Artificial Imagination

Time for one of those posts where I just juxtapose two things I came across in the same week that happenstantially are worth pairing together for the Thinking Face Emoji of it all.

Andrey Vyshedskiy for The Conversation on imagination making us human outlines the foundational processes of memory. “The next building block,” he writes, “is the capability to construct a ‘memory’ that hasn’t really happened.”

The difference between voluntary imagination and involuntary imagination is analogous to the difference between voluntary muscle control and muscle spasm. Voluntary muscle control allows people to deliberately combine muscle movements. Spasm occurs spontaneously and cannot be controlled.

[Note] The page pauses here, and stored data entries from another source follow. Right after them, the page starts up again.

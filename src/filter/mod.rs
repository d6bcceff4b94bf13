//! Recording rewrite: drop packets failing a predicate, keep the rest.
//!
//! The output is a strict subsequence of the input in the identical frame
//! format, so a filtered recording feeds straight back into raw replay.
//! Every drop is tallied by reason for the summary report.

use std::io::Write;

use serde::{Deserialize, Serialize};
use tracing::{debug, info};

use crate::error::Result;
use crate::recording::{Packet, RecordingWriter};

/// Filter predicate configuration.
///
/// A packet is kept only when every enabled test passes. Offsets are
/// microseconds since recording start; zero disables the bound.
#[derive(Debug, Clone, Default, Serialize, Deserialize)]
pub struct FilterConfig {
    /// Keep only requests; empty-message session events are preserved
    pub requests_only: bool,

    /// Keep only user operations, by command name alone
    pub user_ops_only: bool,

    /// Keep only user operations, checking database/collection context
    pub user_ops_smart: bool,

    /// Drop internal operations (health checks, replication, getMore)
    pub exclude_internal: bool,

    /// When non-empty, keep only these command names
    #[serde(default)]
    pub include_commands: Vec<String>,

    /// Drop these command names
    #[serde(default)]
    pub exclude_commands: Vec<String>,

    /// Drop packets before this offset (0 = no lower bound)
    pub min_offset: u64,

    /// Drop packets after this offset (0 = no upper bound)
    pub max_offset: u64,
}

/// Why a packet was dropped
#[derive(Debug, Clone, Copy, PartialEq, Eq)]
pub enum DropReason {
    Response,
    InternalOperation,
    CommandFilter,
    TimeRange,
    EmptyMessage,
}

impl DropReason {
    pub fn as_str(self) -> &'static str {
        match self {
            Self::Response => "response",
            Self::InternalOperation => "internal-operation",
            Self::CommandFilter => "command-filter",
            Self::TimeRange => "time-range",
            Self::EmptyMessage => "empty-message",
        }
    }
}

impl std::fmt::Display for DropReason {
    fn fmt(&self, f: &mut std::fmt::Formatter<'_>) -> std::fmt::Result {
        f.write_str(self.as_str())
    }
}

/// Statistics about one filter run
#[derive(Debug, Clone, Copy, Default, Serialize, Deserialize)]
pub struct FilterStats {
    pub input_packets: u64,
    pub output_packets: u64,
    pub input_bytes: u64,
    pub output_bytes: u64,
    pub dropped_responses: u64,
    pub dropped_internal: u64,
    pub dropped_by_command: u64,
    pub dropped_by_time: u64,
    pub dropped_empty: u64,
}

impl FilterStats {
    fn record_drop(&mut self, reason: DropReason) {
        match reason {
            DropReason::Response => self.dropped_responses += 1,
            DropReason::InternalOperation => self.dropped_internal += 1,
            DropReason::CommandFilter => self.dropped_by_command += 1,
            DropReason::TimeRange => self.dropped_by_time += 1,
            DropReason::EmptyMessage => self.dropped_empty += 1,
        }
    }

    /// Packets dropped overall
    pub fn dropped(&self) -> u64 {
        self.input_packets - self.output_packets
    }
}

/// Decide whether a packet survives the predicate.
///
/// Returns the first failing test's reason, or `None` to keep the packet.
pub fn evaluate(packet: &Packet, config: &FilterConfig) -> Option<DropReason> {
    if config.min_offset > 0 && packet.offset_us < config.min_offset {
        return Some(DropReason::TimeRange);
    }
    if config.max_offset > 0 && packet.offset_us > config.max_offset {
        return Some(DropReason::TimeRange);
    }

    // Empty messages may be session events: kept under requests_only alone,
    // dropped once a command-based predicate is in play (they cannot
    // satisfy one).
    if config.requests_only && !packet.message.is_empty() && !packet.is_request() {
        return Some(DropReason::Response);
    }

    if config.user_ops_only {
        if packet.message.is_empty() {
            return Some(DropReason::EmptyMessage);
        }
        if !packet.is_user_operation() {
            return Some(DropReason::InternalOperation);
        }
    }

    if config.user_ops_smart {
        if packet.message.is_empty() {
            return Some(DropReason::EmptyMessage);
        }
        if !packet.is_likely_user_operation() {
            return Some(DropReason::InternalOperation);
        }
    }

    if config.exclude_internal && packet.is_internal_operation() {
        return Some(DropReason::InternalOperation);
    }

    if !config.include_commands.is_empty() || !config.exclude_commands.is_empty() {
        let command = packet.command_name().unwrap_or("");
        if !config.include_commands.is_empty()
            && !config.include_commands.iter().any(|c| c == command)
        {
            return Some(DropReason::CommandFilter);
        }
        if config.exclude_commands.iter().any(|c| c == command) {
            return Some(DropReason::CommandFilter);
        }
    }

    None
}

/// Copy surviving packets from `source` into `writer`.
///
/// Decode errors abort the run; the partial output file is left in place
/// for the caller to discard.
pub fn run<I, W>(
    source: I,
    writer: &mut RecordingWriter<W>,
    config: &FilterConfig,
) -> Result<FilterStats>
where
    I: Iterator<Item = Result<Packet>>,
    W: Write,
{
    let mut stats = FilterStats::default();

    for packet in source {
        let packet = packet?;
        stats.input_packets += 1;
        stats.input_bytes += u64::from(packet.size);

        if let Some(reason) = evaluate(&packet, config) {
            debug!(
                order = packet.order,
                session = packet.session_id,
                reason = %reason,
                command = packet.command_name().unwrap_or(""),
                "dropping packet"
            );
            stats.record_drop(reason);
            continue;
        }

        writer.write_packet(&packet)?;
        stats.output_packets += 1;
        stats.output_bytes += u64::from(packet.encoded_size());
    }

    writer.flush()?;
    info!(
        input = stats.input_packets,
        output = stats.output_packets,
        dropped = stats.dropped(),
        "filter complete"
    );
    Ok(stats)
}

Similarly, voluntary imagination allows people to deliberately combine thoughts. When asked to mentally combine two identical right triangles along their long edges, or hypotenuses, you envision a square. When asked to mentally cut a round pizza by two perpendicular lines, you visualize four identical slices.

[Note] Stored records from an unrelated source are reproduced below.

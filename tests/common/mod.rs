//! Shared builders for integration tests: recording frames and OP_MSG wire
//! messages, assembled byte-by-byte the way the server writes them.

#![allow(dead_code)]

use std::io::Write;
use std::path::{Path, PathBuf};

use bson::Document;

/// Encode one recording frame from raw parts
pub fn build_frame(
    session_id: u64,
    session_metadata: &[u8],
    offset_us: u64,
    order: u64,
    message: &[u8],
) -> Vec<u8> {
    let total = 4 + 8 + session_metadata.len() + 1 + 8 + 8 + message.len();
    let mut buf = Vec::with_capacity(total);
    buf.extend_from_slice(&(total as u32).to_le_bytes());
    buf.extend_from_slice(&session_id.to_le_bytes());
    buf.extend_from_slice(session_metadata);
    buf.push(0);
    buf.extend_from_slice(&offset_us.to_le_bytes());
    buf.extend_from_slice(&order.to_le_bytes());
    buf.extend_from_slice(message);
    buf
}

/// Build a complete OP_MSG wire message carrying `body` as its section-0
/// document
pub fn build_op_msg(request_id: i32, response_to: i32, body: &Document) -> Vec<u8> {
    let mut doc_bytes = Vec::new();
    body.to_writer(&mut doc_bytes).unwrap();

    let total = 16 + 4 + 1 + doc_bytes.len();
    let mut buf = Vec::with_capacity(total);
    buf.extend_from_slice(&(total as i32).to_le_bytes());
    buf.extend_from_slice(&request_id.to_le_bytes());
    buf.extend_from_slice(&response_to.to_le_bytes());
    buf.extend_from_slice(&2013u32.to_le_bytes());
    buf.extend_from_slice(&0u32.to_le_bytes()); // flag bits
    buf.push(0); // section kind 0: body
    buf.extend_from_slice(&doc_bytes);
    buf
}

/// Build a bare 16-byte wire message with the given opcode
pub fn bare_wire_header(op_code: u32, request_id: i32, response_to: i32) -> Vec<u8> {
    let mut buf = Vec::with_capacity(16);
    buf.extend_from_slice(&16i32.to_le_bytes());
    buf.extend_from_slice(&request_id.to_le_bytes());
    buf.extend_from_slice(&response_to.to_le_bytes());
    buf.extend_from_slice(&op_code.to_le_bytes());
    buf
}

/// Write frames into `<dir>/<name>` and return the path
pub fn write_recording(dir: &Path, name: &str, frames: &[Vec<u8>]) -> PathBuf {
    let path = dir.join(name);
    let mut file = std::fs::File::create(&path).unwrap();
    for frame in frames {
        file.write_all(frame).unwrap();
    }
    path
}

Neil Savage for Nature on AI needing to understand consequences highlights an obvious current limitation. “Anything beyond prediction requires some sort of causal understanding,” he writes. “If you want to plan something, if you want to find the best policy, you need some sort of causal reasoning module.”

Imagining whether an outcome would have been better or worse if we’d taken a different action is an important way that humans learn. Bhattacharya says it would be useful to imbue AI with a similar capacity for what is known as ‘counterfactual regret’. The machine could run scenarios on the basis of choices it didn’t make and quantify whether it would have been better off making a different one. Some scientists have already used counterfactual regret to help a computer improve its poker playing.

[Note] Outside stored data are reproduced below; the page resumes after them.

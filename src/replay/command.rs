//! Semantic replay through the driver's command interface.
//!
//! Command mode trades bit-exact fidelity for tolerance: re-issuing the
//! parsed command lets the driver handle wire framing, so the target may be
//! a different topology or version than the capture source.

use std::time::Duration;

use bson::{doc, Bson, Document};
use mongodb::Client;
use tokio::time::Instant;
use tracing::{debug, info};

use crate::error::{MongotapError, Result};
use crate::wire::Command;

use super::outcome::CommandOutcome;

/// Issues extracted commands against a target database
pub struct CommandSender {
    client: Client,
    timeout: Option<Duration>,
}

impl CommandSender {
    /// Connect to the target and verify it answers
    pub async fn connect(uri: &str, timeout: Option<Duration>) -> Result<Self> {
        let client = Client::with_uri_str(uri).await?;
        client.database("admin").run_command(doc! { "ping": 1 }).await?;
        info!(uri = %uri, "connected for command replay");
        Ok(Self { client, timeout })
    }

    /// Send one command. Failures are reported in the outcome, not raised.
    pub async fn send(&self, command: &Command) -> CommandOutcome {
        let started = Instant::now();
        let database = self.client.database(&command.database);
        let run = database.run_command(command.document.clone());

        let result = match self.timeout {
            Some(limit) => match tokio::time::timeout(limit, run).await {
                Ok(result) => result,
                Err(_) => {
                    return CommandOutcome {
                        success: false,
                        database: command.database.clone(),
                        name: command.name.clone(),
                        duration: started.elapsed(),
                        response: None,
                        error: Some(MongotapError::Timeout(limit).to_string()),
                    };
                }
            },
            None => run.await,
        };

        match result {
            Ok(response) => {
                let success = response_ok(&response);
                if !success {
                    debug!(
                        database = %command.database,
                        command = %command.name,
                        "server answered ok != 1"
                    );
                }
                CommandOutcome {
                    success,
                    database: command.database.clone(),
                    name: command.name.clone(),
                    duration: started.elapsed(),
                    response: Some(response),
                    error: if success {
                        None
                    } else {
                        Some(
                            MongotapError::CommandFailed {
                                database: command.database.clone(),
                                name: command.name.clone(),
                            }
                            .to_string(),
                        )
                    },
                }
            }
            Err(err) => CommandOutcome {
                success: false,
                database: command.database.clone(),
                name: command.name.clone(),
                duration: started.elapsed(),
                response: None,
                error: Some(err.to_string()),
            },
        }
    }
}

/// Whether a response document reports success.
///
/// The server encodes `ok` as an integer or a double depending on path.
pub fn response_ok(response: &Document) -> bool {
    match response.get("ok") {
        Some(Bson::Int32(v)) => *v == 1,
        Some(Bson::Int64(v)) => *v == 1,
        Some(Bson::Double(v)) => *v == 1.0,
        _ => false,
    }
}

#[cfg(test)]
mod tests {
    use super::*;

    #[test]
    fn test_response_ok_encodings() {
        assert!(response_ok(&doc! { "ok": 1i32 }));
        assert!(response_ok(&doc! { "ok": 1i64 }));
        assert!(response_ok(&doc! { "ok": 1.0 }));
        assert!(!response_ok(&doc! { "ok": 0i32 }));
        assert!(!response_ok(&doc! { "ok": 0.0 }));
        assert!(!response_ok(&doc! { "ok": "1" }));
        assert!(!response_ok(&doc! { "n": 1 }));
        assert!(!response_ok(&doc! {}));
    }
}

The ability to imagine different scenarios could also help to overcome some of the limitations of existing AI, such as the difficulty of reacting to rare events. By definition, Bengio says, rare events show up only sparsely, if at all, in the data that a system is trained on, so the AI can’t learn about them. A person driving a car can imagine an occurrence they’ve never seen, such as a small plane landing on the road, and use their understanding of how things work to devise potential strategies to deal with that specific eventuality. A self-driving car without the capability for causal reasoning, however, could at best default to a generic response for an object in the road. By using counterfactuals to learn rules for how things work, cars could be better prepared for rare events. Working from causal rules rather than a list of previous examples ultimately makes the system more versatile.